La seria crisis alimentaria de 2007 ha puesto de nuevo el tema de la seguridad alimentaria sobre la mesa. En particular nos ha vuelto a recordar un conjunto de preguntas asociadas a la sostenibilidad de una oferta adecuada de alimentos. ¿Estamos ante una escasez sistémica de tierra cultivable para la producción de alimentos? ¿Cómo de seria es la dependencia del petróleo de la seguridad alimentaria en relación al peak-oil (el punto en el tiempo cuando se alcance el máximo de extracción de petróleo)? Para responder a estas preguntas, tenemos que estudiar el papel de los inputs técnicos de la producción agraria, especialmente aquellos inputs producidos con energía fósil: cuánta energía fósil se usa, para qué inputs y en relación con qué tareas.

Este artículo presenta una comparación sincrónica, comparando el uso de inputs técnicos en 21 países pertenecientes a diferentes tipologías, en un momento dado del tiempo, y una comparación diacrónica, comparando el uso de inputs técnicos en la misma muestra de 21 países, a lo largo de un período de 12 años (1991-2003).

Los resultados confirman las conclusiones de estudios previos e incluyen lo siguiente:

Primeramente, los patrones actuales de uso de inputs reflejan la existencia de diferentes tipologías de restricciones en diferentes tipologías de países. Los países más ricos tienen que tener una muy alta productividad del trabajo, mientras que los países pobres y poblados tienen que tener una alta productividad de la tierra. Diferentes inputs técnicos se usan para diferentes propósitos: el regadío y los fertilizantes se usan para aumentar el rendimiento por hectárea; la maquinaria y las infraestructuras se usan para aumentar la productividad del trabajo.

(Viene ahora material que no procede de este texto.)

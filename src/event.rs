//! Agent events and the loop that runs them one at a time.

use bytes::Bytes;
use color_eyre::{eyre::eyre, Report, Result};
use tokio::sync::{mpsc, oneshot};
use tokio::task::JoinHandle;
use tracing::debug;

use crate::cache::RequestKey;
use crate::context::AgentContext;
use crate::http::{Method, Request};
use crate::lifecycle::{ActivationReport, InstallReport, Lifecycle, WorkerState};
use crate::notify::{self, ClickOutcome, NotificationRecord};
use crate::router::{self, FetchOutcome};

/// Event type identifier
#[derive(Debug, Clone, Copy, PartialEq, Eq)]
pub enum EventKind {
  Install,
  Activate,
  Fetch,
  Push,
  NotificationClick,
}

/// Events delivered to the agent
#[derive(Debug)]
pub enum AgentEvent {
  /// New deployment: populate the shell store
  Install,
  /// Take over from the previous version
  Activate,
  /// Outgoing request from the application
  Fetch(Request),
  /// Server push with optional body
  Push(Option<Bytes>),
  /// User interaction with a displayed notification
  NotificationClick {
    notification: NotificationRecord,
    action: Option<String>,
  },
}

impl AgentEvent {
  pub fn kind(&self) -> EventKind {
    match self {
      Self::Install => EventKind::Install,
      Self::Activate => EventKind::Activate,
      Self::Fetch(_) => EventKind::Fetch,
      Self::Push(_) => EventKind::Push,
      Self::NotificationClick { .. } => EventKind::NotificationClick,
    }
  }
}

/// Result of handling one event
#[derive(Debug)]
pub enum EventOutcome {
  Installed(InstallReport),
  Activated(ActivationReport),
  Fetched(FetchOutcome),
  Displayed(NotificationRecord),
  Clicked(ClickOutcome),
}

/// The request-interception agent: owns the current worker generation and
/// routes each event to its handler.
pub struct Agent {
  ctx: AgentContext,
  worker: Option<Lifecycle>,
}

impl Agent {
  pub fn new(ctx: AgentContext) -> Self {
    Self { ctx, worker: None }
  }

  pub fn worker_state(&self) -> Option<WorkerState> {
    self.worker.as_ref().map(Lifecycle::state)
  }

  pub async fn dispatch(&mut self, event: AgentEvent) -> Result<EventOutcome> {
    debug!(kind = ?event.kind(), "dispatching event");

    match event {
      AgentEvent::Install => self.install().await.map(EventOutcome::Installed),
      AgentEvent::Activate => self.activate().await.map(EventOutcome::Activated),
      AgentEvent::Fetch(request) => router::handle_fetch(&self.ctx, &request)
        .await
        .map(EventOutcome::Fetched)
        .map_err(Report::from),
      AgentEvent::Push(data) => notify::on_push(&self.ctx, data.as_deref())
        .await
        .map(EventOutcome::Displayed),
      AgentEvent::NotificationClick {
        notification,
        action,
      } => notify::on_click(&self.ctx, &notification, action.as_deref())
        .await
        .map(EventOutcome::Clicked),
    }
  }

  async fn install(&mut self) -> Result<InstallReport> {
    // Every install attempt is a fresh worker generation
    let mut worker = Lifecycle::new();
    let result = worker.install(&self.ctx).await;
    self.worker = Some(worker);
    Ok(result?)
  }

  async fn activate(&mut self) -> Result<ActivationReport> {
    let mut worker = match self.worker.take() {
      Some(worker) => worker,
      None => self.resume().await?,
    };
    let result = worker.activate(&self.ctx).await;
    self.worker = Some(worker);
    Ok(result?)
  }

  /// Pick up a worker installed by an earlier process.
  ///
  /// Install writes the whole asset list in one transaction, while fetches
  /// only add single entries. The install completed iff every shell asset
  /// is in the current shell store.
  async fn resume(&self) -> Result<Lifecycle> {
    let shell_store = self.ctx.config.shell_store();
    for url in self.ctx.config.shell_asset_urls()? {
      let key = RequestKey::new(Method::Get, &url);
      if self.ctx.store.get_in(&shell_store, &key).await?.is_none() {
        return Err(eyre!(
          "Version {} is not installed ({} missing from {}); run install first",
          self.ctx.config.version,
          url,
          shell_store
        ));
      }
    }
    Ok(Lifecycle::installed())
  }
}

struct Envelope {
  event: AgentEvent,
  reply: oneshot::Sender<Result<EventOutcome>>,
}

/// Sends events to a running agent loop.
#[derive(Clone)]
pub struct AgentHandle {
  tx: mpsc::UnboundedSender<Envelope>,
}

impl AgentHandle {
  /// Queue an event and wait for its outcome.
  pub async fn send(&self, event: AgentEvent) -> Result<EventOutcome> {
    let (reply, rx) = oneshot::channel();
    self
      .tx
      .send(Envelope { event, reply })
      .map_err(|_| eyre!("Agent event loop has stopped"))?;
    rx.await
      .map_err(|_| eyre!("Agent dropped the event without replying"))?
  }
}

/// Run `agent` on its own task. Events are handled strictly one after
/// another; the task hands the agent back once every handle is dropped.
pub fn spawn(agent: Agent) -> (AgentHandle, JoinHandle<Agent>) {
  let (tx, mut rx) = mpsc::unbounded_channel::<Envelope>();

  let task = tokio::spawn(async move {
    let mut agent = agent;
    while let Some(Envelope { event, reply }) = rx.recv().await {
      let outcome = agent.dispatch(event).await;
      // The sender may have stopped waiting
      let _ = reply.send(outcome);
    }
    agent
  });

  (AgentHandle { tx }, task)
}

#[cfg(test)]
mod tests {
  use super::*;
  use crate::cache::StoreManager;
  use crate::http::ResponseKind;
  use crate::router::ResponseSource;
  use crate::testing::TestHarness;

  fn harness() -> TestHarness {
    let harness = TestHarness::with_assets(&["/", "/styles.css"]);
    harness.network.respond("http://localhost:8080/", 200, ResponseKind::Basic, "<html>");
    harness
      .network
      .respond("http://localhost:8080/styles.css", 200, ResponseKind::Basic, "body{}");
    harness
  }

  #[test]
  fn test_event_kinds() {
    assert_eq!(AgentEvent::Install.kind(), EventKind::Install);
    assert_eq!(AgentEvent::Push(None).kind(), EventKind::Push);
  }

  #[tokio::test]
  async fn test_full_deployment_through_event_loop() {
    let h = harness();
    h.store.inner().open("story-app-static-v2").await.unwrap();
    let (handle, task) = spawn(Agent::new(h.ctx.clone()));

    let installed = handle.send(AgentEvent::Install).await.unwrap();
    assert!(matches!(installed, EventOutcome::Installed(ref r) if r.assets == 2));

    let activated = handle.send(AgentEvent::Activate).await.unwrap();
    match activated {
      EventOutcome::Activated(report) => {
        assert_eq!(report.deleted, vec!["story-app-static-v2".to_string()])
      }
      other => panic!("unexpected outcome: {other:?}"),
    }

    // The shell is now served without the network
    h.network.fail("http://localhost:8080/styles.css");
    let request = Request::parse(Method::Get, "http://localhost:8080/styles.css").unwrap();
    match handle.send(AgentEvent::Fetch(request)).await.unwrap() {
      EventOutcome::Fetched(FetchOutcome::Respond {
        response, source, ..
      }) => {
        assert_eq!(source, ResponseSource::Cache);
        assert_eq!(response.into_bytes().as_ref(), b"body{}");
      }
      other => panic!("unexpected outcome: {other:?}"),
    }

    drop(handle);
    let agent = task.await.unwrap();
    assert_eq!(agent.worker_state(), Some(WorkerState::Activated));
  }

  #[tokio::test]
  async fn test_push_then_click_round_trip() {
    let h = harness();
    let mut agent = Agent::new(h.ctx.clone());

    let shown = match agent
      .dispatch(AgentEvent::Push(Some(Bytes::from_static(
        br#"{"title":"T","message":"M","url":"/x"}"#,
      ))))
      .await
      .unwrap()
    {
      EventOutcome::Displayed(record) => record,
      other => panic!("unexpected outcome: {other:?}"),
    };

    let clicked = agent
      .dispatch(AgentEvent::NotificationClick {
        notification: shown,
        action: Some("view".to_string()),
      })
      .await
      .unwrap();

    assert!(matches!(clicked, EventOutcome::Clicked(ClickOutcome::Opened(ref url)) if url == "/x"));
    assert_eq!(h.clients.opened(), vec!["/x".to_string()]);
    assert_eq!(h.surface.closed(), 1);
  }

  #[tokio::test]
  async fn test_reinstall_after_failure_uses_fresh_worker() {
    let h = harness();
    h.network.fail("http://localhost:8080/styles.css");
    let mut agent = Agent::new(h.ctx.clone());

    assert!(agent.dispatch(AgentEvent::Install).await.is_err());
    assert_eq!(agent.worker_state(), Some(WorkerState::Redundant));

    h.network
      .respond("http://localhost:8080/styles.css", 200, ResponseKind::Basic, "body{}");
    agent.dispatch(AgentEvent::Install).await.unwrap();
    assert_eq!(agent.worker_state(), Some(WorkerState::Installed));
  }

  #[tokio::test]
  async fn test_activate_resumes_earlier_install() {
    let h = harness();
    Agent::new(h.ctx.clone())
      .dispatch(AgentEvent::Install)
      .await
      .unwrap();

    let mut later = Agent::new(h.ctx.clone());
    later.dispatch(AgentEvent::Activate).await.unwrap();

    assert_eq!(later.worker_state(), Some(WorkerState::Activated));
  }

  #[tokio::test]
  async fn test_fetched_shell_entry_does_not_count_as_install() {
    let h = harness();
    let mut agent = Agent::new(h.ctx.clone());
    let request = Request::parse(Method::Get, "http://localhost:8080/").unwrap();
    match agent.dispatch(AgentEvent::Fetch(request)).await.unwrap() {
      EventOutcome::Fetched(FetchOutcome::Respond {
        write: Some(write), ..
      }) => write.settle().await,
      other => panic!("unexpected outcome: {other:?}"),
    }
    assert_eq!(h.store.inner().keys("story-app-static-v3").await.unwrap().len(), 1);

    let mut later = Agent::new(h.ctx.clone());
    assert!(later.dispatch(AgentEvent::Activate).await.is_err());

    assert_eq!(later.worker_state(), None);
    assert_eq!(h.clients.claims(), 0);
    assert!(h.clients.messages().is_empty());
  }

  #[tokio::test]
  async fn test_activate_without_install_fails() {
    let h = harness();
    let mut agent = Agent::new(h.ctx.clone());

    assert!(agent.dispatch(AgentEvent::Activate).await.is_err());
    assert_eq!(agent.worker_state(), None);
    assert_eq!(h.clients.claims(), 0);
  }
}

En segundo lugar, cuando miramos a los cambios en el período de 12 años vemos una constante y preocupante tendencia. El patrón de uso de la energía en la agricultura asociado al paradigma de la agricultura industrial (agricultura de alto uso de inputs externos) ha sido sencillamente amplificado, es decir, hacemos más de lo mismo, con solo algunos pequeños ajustes en algunos países especiales.

Los países en los que la presión por la tierra está presente (debido a una alta densidad de la población), como Egipto, Holanda o Japón, muestran un mayor consumo de energía por hectárea, mientras que países en los que la tierra es abundante pero tienen una relativa escasez de mano de obra o ésta es cara, como Canadá o los Estados Unidos de América, usan más energía fósil por hora de trabajo, es decir, más maquinaria.

Para aquellos que buscan una gran transición hacia un nuevo modelo de producción más centrado en el desarrollo rural, la compatibilidad ecológica y la calidad de los alimentos, esto debería ser un motivo de preocupación.